Anche Holmes era come una finestrella disadorna e senza vetri, o peggio ancora con i vetri incrostati di sabbia e fango, di quelle che, in certi attimi di silenzio Afgano, ti lasciavano a chiederti quale pericolo stavano per riversarti addosso, o quale sorpresa nascondevano.
Su internet Holmes aveva un sito che lo definiva consulente investigativo, e forse era per quel motivo che John gli attribuiva d’istinto un alone di rischioso mistero, però non era solo per quello che ci vedeva anche un enigma a suo modo attraente.
A volte dietro certe finestre si nascondeva solo la canna di un fucile, ma altre volte ti giravi di scatto, con i nervi a fior di pelle e l’adrenalina a mille, e tutto quel che vedevi era il sorriso dapprima stentato di un bambino o di una vecchia, oppure la paura speranzosa o il dolore di chi stava per chiederti aiuto. Allora capivi che avevi davanti solo persone e che quelle persone faticavano a crederci quanto te, e il cuore ti si allargava e ti si stringeva tutto nello stesso tempo.

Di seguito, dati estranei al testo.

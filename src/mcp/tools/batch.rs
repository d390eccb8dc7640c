//! Batch generation tools.

use std::fmt::Write as _;
use std::path::Path;
use std::sync::Arc;
use std::time::Duration;

use rmcp::{
    ErrorData as McpError, handler::server::wrapper::Parameters, model::CallToolResult, schemars,
    schemars::JsonSchema,
};
use serde::{Deserialize, Serialize};
use serde_json::json;

use crate::backend::JobBackend;
use crate::batch::{
    BackendSignal, BatchError, BatchMetadata, BatchOrchestrator, GeneratedItem,
    GenerationRequest, JobHandle, OutputFormat, OutputSink, PollPolicy, SubmitOutcome, Terminal,
};
use crate::coverage::counts_by_category;

use super::text_result;

/// Parameters for `generate_questions_batch`.
#[derive(Debug, Clone, Serialize, Deserialize, JsonSchema)]
pub struct GenerateBatchParams {
    #[schemars(description = "Certification code, e.g. aws-saa-c03")]
    pub certification: String,

    #[schemars(description = "Exam domains to draw questions from (optional, default all)")]
    pub domains: Option<Vec<String>>,

    #[schemars(description = "Number of questions to generate (1-1000)")]
    pub count: usize,

    #[schemars(description = "Difficulty tier, e.g. easy, medium, hard (optional)")]
    pub complexity: Option<String>,

    #[schemars(description = "Target experience level, e.g. associate (optional)")]
    pub experience: Option<String>,

    #[schemars(description = "Tags attached to generated questions (optional)")]
    pub tags: Option<Vec<String>>,

    #[schemars(description = "Output format: json (default) or sql")]
    pub format: Option<String>,

    #[schemars(description = "Wait for the batch to finish (default true). When false, returns the job id immediately.")]
    pub wait: Option<bool>,

    #[schemars(description = "Maximum seconds to wait for completion (optional)")]
    pub max_wait_seconds: Option<u64>,
}

/// Parameters for `check_batch_status`.
#[derive(Debug, Clone, Serialize, Deserialize, JsonSchema)]
pub struct CheckBatchStatusParams {
    #[schemars(description = "Batch job id returned by generate_questions_batch")]
    pub job_id: String,
}

/// Parameters for `resume_batch`.
#[derive(Debug, Clone, Serialize, Deserialize, JsonSchema)]
pub struct ResumeBatchParams {
    #[schemars(description = "Batch job id to keep waiting on")]
    pub job_id: String,

    #[schemars(description = "Output format: json (default) or sql")]
    pub format: Option<String>,

    #[schemars(description = "Maximum seconds to wait for completion (optional)")]
    pub max_wait_seconds: Option<u64>,
}

/// Batch generation tools.
pub struct BatchTools<B: JobBackend> {
    orchestrator: Arc<BatchOrchestrator<B>>,
    sink: Arc<OutputSink>,
    policy: PollPolicy,
}

impl<B: JobBackend + 'static> BatchTools<B> {
    pub fn new(orchestrator: Arc<BatchOrchestrator<B>>, sink: Arc<OutputSink>, policy: PollPolicy) -> Self {
        Self {
            orchestrator,
            sink,
            policy,
        }
    }

    /// Submit a batch, wait for it and save the questions.
    pub async fn generate_questions_batch(
        &self,
        params: Parameters<GenerateBatchParams>,
    ) -> Result<CallToolResult, McpError> {
        let params = params.0;
        let format = parse_format(params.format.as_deref())?;
        let policy = self.policy_with(params.max_wait_seconds);

        let request = GenerationRequest {
            certification: params.certification,
            domains: params.domains.unwrap_or_default(),
            count: params.count,
            complexity: params.complexity,
            experience: params.experience,
            tags: params.tags.unwrap_or_default(),
        };

        let outcome = self
            .orchestrator
            .submit(&request)
            .await
            .map_err(map_batch_error)?;

        let (items, metadata) = match outcome {
            SubmitOutcome::Completed(items) => (items, BatchMetadata::from_request(&request)),
            SubmitOutcome::Queued(handle) if params.wait == Some(false) => {
                return text_result(format!(
                    "Batch job {} submitted for {} {} questions.\n\
                     Use check_batch_status or resume_batch with this job id to collect the results.",
                    handle.id(),
                    request.count,
                    request.certification
                ));
            }
            SubmitOutcome::Queued(handle) => {
                let items = self
                    .orchestrator
                    .await_completion(&handle, policy)
                    .await
                    .map_err(map_batch_error)?;
                (items, BatchMetadata::from_handle(&handle))
            }
        };

        self.save(&items, &metadata, format)
    }

    /// One status poll, reported as text.
    pub async fn check_batch_status(
        &self,
        params: Parameters<CheckBatchStatusParams>,
    ) -> Result<CallToolResult, McpError> {
        let handle = JobHandle::resume(params.0.job_id).map_err(map_batch_error)?;
        let id = handle.id();

        let text = match self.orchestrator.query_status(&handle).await {
            BackendSignal::Terminal(Terminal::Succeeded) => format!(
                "Batch job {id} has completed. Use resume_batch to retrieve and save the questions."
            ),
            BackendSignal::Terminal(Terminal::Failed { status, detail, .. }) => match detail {
                Some(detail) => format!("Batch job {id} ended with status '{status}': {detail}"),
                None => format!("Batch job {id} ended with status '{status}'."),
            },
            BackendSignal::NonTerminal(status) => {
                format!("Batch job {id} is {status}. Check again later or use resume_batch to wait.")
            }
            BackendSignal::Unreachable(reason) => format!(
                "Status of batch job {id} is currently unavailable ({reason}).\n\
                 The job may still be running; resume_batch will keep trying alternative result paths."
            ),
        };
        text_result(text)
    }

    /// Keep waiting on an existing job and save its questions.
    pub async fn resume_batch(
        &self,
        params: Parameters<ResumeBatchParams>,
    ) -> Result<CallToolResult, McpError> {
        let params = params.0;
        let format = parse_format(params.format.as_deref())?;
        let handle = JobHandle::resume(params.job_id).map_err(map_batch_error)?;

        let items = self
            .orchestrator
            .await_completion(&handle, self.policy_with(params.max_wait_seconds))
            .await
            .map_err(map_batch_error)?;

        self.save(&items, &BatchMetadata::from_handle(&handle), format)
    }

    fn policy_with(&self, max_wait_seconds: Option<u64>) -> PollPolicy {
        match max_wait_seconds {
            Some(secs) => PollPolicy::new(self.policy.interval, Duration::from_secs(secs)),
            None => self.policy,
        }
    }

    fn save(
        &self,
        items: &[GeneratedItem],
        metadata: &BatchMetadata,
        format: OutputFormat,
    ) -> Result<CallToolResult, McpError> {
        let path = self
            .sink
            .persist(items, metadata, format)
            .map_err(map_batch_error)?;
        text_result(summarize(items, metadata, &path))
    }
}

fn parse_format(raw: Option<&str>) -> Result<OutputFormat, McpError> {
    match raw {
        None => Ok(OutputFormat::default()),
        Some(raw) => raw.parse().map_err(|e: String| {
            McpError::invalid_params("invalid_format", Some(json!({ "error": e })))
        }),
    }
}

fn summarize(items: &[GeneratedItem], metadata: &BatchMetadata, path: &Path) -> String {
    let mut text = String::new();
    let certification = metadata
        .request
        .as_ref()
        .map(|r| r.certification.as_str())
        .unwrap_or("batch");

    let _ = write!(text, "Generated {} {} questions", items.len(), certification);
    if let Some(job_id) = &metadata.job_id {
        let _ = write!(text, " (job {job_id})");
    }
    let _ = writeln!(text);
    let _ = writeln!(text, "Saved to: {}", path.display());

    let by_domain = counts_by_category(items);
    if !by_domain.is_empty() {
        let _ = writeln!(text, "\nBy domain:");
        for (domain, count) in &by_domain {
            let _ = writeln!(text, "  - {domain}: {count}");
        }
    }

    let multi = items.iter().filter(|i| i.is_multiple_response()).count();
    if multi > 0 {
        let _ = writeln!(text, "\nMultiple-response questions: {multi}");
    }
    text
}

/// Map BatchError to McpError.
///
/// Bad input is `invalid_params`; everything else is `internal_error` with
/// the job id and whether waiting again could help.
pub(crate) fn map_batch_error(err: BatchError) -> McpError {
    let data = json!({
        "error": err.to_string(),
        "job_id": err.job_id(),
        "resumable": err.is_resumable(),
    });

    match err {
        BatchError::InvalidRequest { .. } => McpError::invalid_params("invalid_request", Some(data)),
        BatchError::Expired { .. } => McpError::internal_error("batch_expired", Some(data)),
        BatchError::JobFailed { .. } => McpError::internal_error("batch_failed", Some(data)),
        BatchError::Timeout { .. } => McpError::internal_error("batch_timeout", Some(data)),
        BatchError::MalformedResponse { .. } => {
            McpError::internal_error("malformed_response", Some(data))
        }
        BatchError::Transport(_) => McpError::internal_error("backend_unreachable", Some(data)),
        BatchError::Persist { .. } | BatchError::ReadOutput { .. } | BatchError::Encode(_) => {
            McpError::internal_error("output_error", Some(data))
        }
    }
}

John non sapeva spiegarsi perché, però gli occhi di Holmes gli facevano lo stesso effetto di una di quelle finestre.
La sola vera differenza che gli veniva in mente era che in guerra c’era quasi sempre un certo specifico silenzio denso e pesante ad accompagnare e sottolineare quel tipo di presentimento.
Holmes, invece, anche se si era detto capace di tacere per giorni interi, dava l’idea di poter essere fin troppo loquace. Forse era per quel suo modo di parlare a tutta velocità, sparando le parole in maniera concitata ma precisissima e mirata, come una raffica d’artiglieria.
Malgrado questo restava la voglia di sentirgli dire di più.
A costo di rischiare di riprovare il morso del piombo e di ascoltare di nuovo il sibilo troppo vicino di uno sparo, John era curioso di scoprire cosa si celava dietro l’azzurro quasi trasparente ma imperscrutabile di quello sguardo che sembrava un varco verso chissà che strano mondo interiore.
Era davvero fin troppo curioso per tirarsi indietro.
Arrivato a quel punto poteva solo spingersi ancora più in là e vedere cosa c’era oltre la soglia, anche quella metaforica, che lui e Holmes stavano per varcare.
«Sedici… e diciassette»
Diciassette gradini esatti. Quella era stata la conclusione del suo conteggio mentale.
John non si era soffermato troppo a lungo sull’ultimo gradino, mentre Holmes apriva la porta e lo invitava a entrare.
Diciassette scalini di legno scuro e, proprio come lui, un po’ rovinato.
Vecchi, ma solidi e ancora capaci di portarlo sull’uscio di qualcosa di totalmente nuovo.
Holmes forse non ci aveva fatto caso e non li aveva contati come aveva fatto lui, ma a John piaceva il piglio nervoso e deciso con cui li aveva divorati.
Chissà se da quel giorno in poi entrambi sarebbero stati destinati a consumarli ancora di più, salendo e scendendo le due rampe insieme, e chissà se alla fine ognuno di quegli scalini avrebbe avuto almeno una storia nuova da raccontare.
Oppure, chissà, forse quei diciassette gradini sarebbero diventati semplicemente le scale di casa.